Avoidance of blood relations as well as of connexions by marriage. From the foregoing account it appears that among the Batamba the rules of social avoidance are observed between blood-relations of opposite sexes, such as brothers and sisters, uncles and nieces, aunts and nephews, as well as between connexions by marriage. This is a further extension of the rule of social avoidance which it is important to bear in mind. We shall recur to it presently. For our present purpose it deserves also to be noticed that breaches of the custom are believed to be punished by a disease of trembling or shivering, which, though it probably springs purely from the imagination of the culprits, nevertheless appears to be always fatal. Further, we learn that the mere apprehension of this disease acts as a most efficient check upon improper relations between persons who are connected with each other by blood or marriage.

The custom of avoiding mother-in-law and own daughter among the Akamba of British East Africa. Among the Akamba, a Bantu tribe of British East Africa, “if a man meets his mother-in-law in the road they both hide their faces and pass by in the bush on opposite sides of the path. If a man did not observe this custom and at any time wanted to marry another wife, it would prove a serious stigma, and parents would have nothing to do with him. Moreover, if a wife heard that her husband had stopped and spoken to her mother in the road, she would leave him.
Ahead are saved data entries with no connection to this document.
//! Inbound bulk-email request and its validation.

use std::collections::HashSet;

use serde::{Deserialize, Serialize};

use super::errors::ValidationError;
use super::recipient::Recipient;

/// Subject used when the submitter does not provide one.
pub const DEFAULT_SUBJECT: &str = "Notification";

/// Raw submission payload, as received from the API layer.
#[derive(Debug, Clone, PartialEq, Eq, Serialize, Deserialize)]
pub struct NotificationRequest {
    #[serde(alias = "emailLists")]
    pub recipients: Vec<String>,
    pub body: String,
    #[serde(default, skip_serializing_if = "Option::is_none")]
    pub subject: Option<String>,
}

impl NotificationRequest {
    pub fn new(recipients: impl IntoIterator<Item = impl Into<String>>, body: impl Into<String>) -> Self {
        Self {
            recipients: recipients.into_iter().map(Into::into).collect(),
            body: body.into(),
            subject: None,
        }
    }

    pub fn with_subject(mut self, subject: impl Into<String>) -> Self {
        self.subject = Some(subject.into());
        self
    }

    /// Check the payload and produce the immutable message a job is built from.
    ///
    /// Fails on the first problem found: empty list, empty body, a malformed
    /// address, or the same address listed twice.
    pub fn validate(self, default_subject: &str) -> Result<Message, ValidationError> {
        if self.recipients.is_empty() {
            return Err(ValidationError::NoRecipients);
        }
        if self.body.trim().is_empty() {
            return Err(ValidationError::EmptyBody);
        }

        let mut seen = HashSet::with_capacity(self.recipients.len());
        let mut recipients = Vec::with_capacity(self.recipients.len());
        for raw in &self.recipients {
            let recipient = Recipient::parse(raw)?;
            if !seen.insert(recipient.clone()) {
                return Err(ValidationError::DuplicateRecipient(recipient.to_string()));
            }
            recipients.push(recipient);
        }

        let subject = self
            .subject
            .filter(|s| !s.trim().is_empty())
            .unwrap_or_else(|| default_subject.to_string());

        Ok(Message {
            recipients,
            subject,
            body: self.body,
        })
    }
}

/// A validated message: non-empty, de-duplicated recipients in submission order.
#[derive(Debug, Clone, PartialEq, Eq, Serialize, Deserialize)]
pub struct Message {
    pub recipients: Vec<Recipient>,
    pub subject: String,
    pub body: String,
}

#[cfg(test)]
mod tests {
    use super::*;

    #[test]
    fn valid_request_keeps_order_and_defaults_subject() {
        let msg = NotificationRequest::new(["b@x.com", "a@x.com"], "hello")
            .validate(DEFAULT_SUBJECT)
            .unwrap();

        let addrs: Vec<&str> = msg.recipients.iter().map(Recipient::as_str).collect();
        assert_eq!(addrs, vec!["b@x.com", "a@x.com"]);
        assert_eq!(msg.subject, "Notification");
        assert_eq!(msg.body, "hello");
    }

    #[test]
    fn explicit_subject_wins() {
        let msg = NotificationRequest::new(["a@x.com"], "hello")
            .with_subject("Outage")
            .validate(DEFAULT_SUBJECT)
            .unwrap();
        assert_eq!(msg.subject, "Outage");
    }

    #[test]
    fn empty_recipient_list_is_rejected() {
        let err = NotificationRequest::new(Vec::<String>::new(), "hello")
            .validate(DEFAULT_SUBJECT)
            .unwrap_err();
        assert_eq!(err, ValidationError::NoRecipients);
    }

    #[test]
    fn empty_body_is_rejected() {
        let err = NotificationRequest::new(["a@x.com"], "   ")
            .validate(DEFAULT_SUBJECT)
            .unwrap_err();
        assert_eq!(err, ValidationError::EmptyBody);
    }

    #[test]
    fn malformed_address_is_rejected() {
        let err = NotificationRequest::new(["a@x.com", "broken"], "hello")
            .validate(DEFAULT_SUBJECT)
            .unwrap_err();
        assert_eq!(err, ValidationError::InvalidAddress("broken".into()));
    }

    #[test]
    fn duplicate_address_is_rejected() {
        let err = NotificationRequest::new(["a@x.com", " a@x.com"], "hello")
            .validate(DEFAULT_SUBJECT)
            .unwrap_err();
        assert_eq!(err, ValidationError::DuplicateRecipient("a@x.com".into()));
    }

    #[test]
    fn accepts_legacy_field_name() {
        let req: NotificationRequest = serde_json::from_value(serde_json::json!({
            "emailLists": ["a@x.com"],
            "body": "hi"
        }))
        .unwrap();
        assert_eq!(req.recipients, vec!["a@x.com".to_string()]);
        assert_eq!(req.subject, None);
    }
}
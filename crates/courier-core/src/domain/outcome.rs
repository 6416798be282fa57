//! Per-recipient delivery outcomes.
//!
//! Only the binary result is persisted. The gateway's failure reason goes to
//! the log, not into the job record.

use std::collections::HashMap;

use serde::{Deserialize, Serialize};

use super::recipient::Recipient;

#[derive(Debug, Clone, Copy, PartialEq, Eq, Hash, Serialize, Deserialize)]
#[serde(rename_all = "snake_case")]
pub enum DeliveryOutcome {
    Success,
    Failure,
}

impl DeliveryOutcome {
    pub fn is_success(self) -> bool {
        matches!(self, DeliveryOutcome::Success)
    }

    pub fn as_str(self) -> &'static str {
        match self {
            DeliveryOutcome::Success => "success",
            DeliveryOutcome::Failure => "failure",
        }
    }
}

impl<E> From<&Result<(), E>> for DeliveryOutcome {
    fn from(result: &Result<(), E>) -> Self {
        if result.is_ok() {
            DeliveryOutcome::Success
        } else {
            DeliveryOutcome::Failure
        }
    }
}

/// Outcome map produced by one dispatch run. Order-independent.
pub type OutcomeMap = HashMap<Recipient, DeliveryOutcome>;

/// Success / failure tallies over an outcome map.
#[derive(Debug, Clone, Copy, Default, PartialEq, Eq, Serialize, Deserialize)]
pub struct OutcomeCounts {
    pub total: usize,
    pub success: usize,
    pub failure: usize,
}

impl OutcomeCounts {
    pub fn tally<'a>(outcomes: impl IntoIterator<Item = &'a DeliveryOutcome>) -> Self {
        outcomes
            .into_iter()
            .fold(Self::default(), |mut counts, outcome| {
                counts.total += 1;
                match outcome {
                    DeliveryOutcome::Success => counts.success += 1,
                    DeliveryOutcome::Failure => counts.failure += 1,
                }
                counts
            })
    }
}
If a man has business he wishes to discuss with his mother-in-law, he goes to her hut at night, and she will talk to him from behind the partition in the hut.… If a girl of the age of puberty meets her father in the road, she hides as he passes, nor can she ever go and sit near him in the village until the day comes when he tells her that it has been arranged for her to marry a certain man. After marriage she does not avoid her father in any way.”[78.1] Thus among the Akamba a man must avoid his own marriageable, but unmarried, daughter exactly as he avoids his wife’s mother; but the custom of avoidance ceases when his daughter marries. This extension of the rule to a man’s own daughter, and its limitation to the time during which the girl is nubile but single, are most significant, and point plainly to a fear of improper relations between father and daughter. To that point we shall return shortly.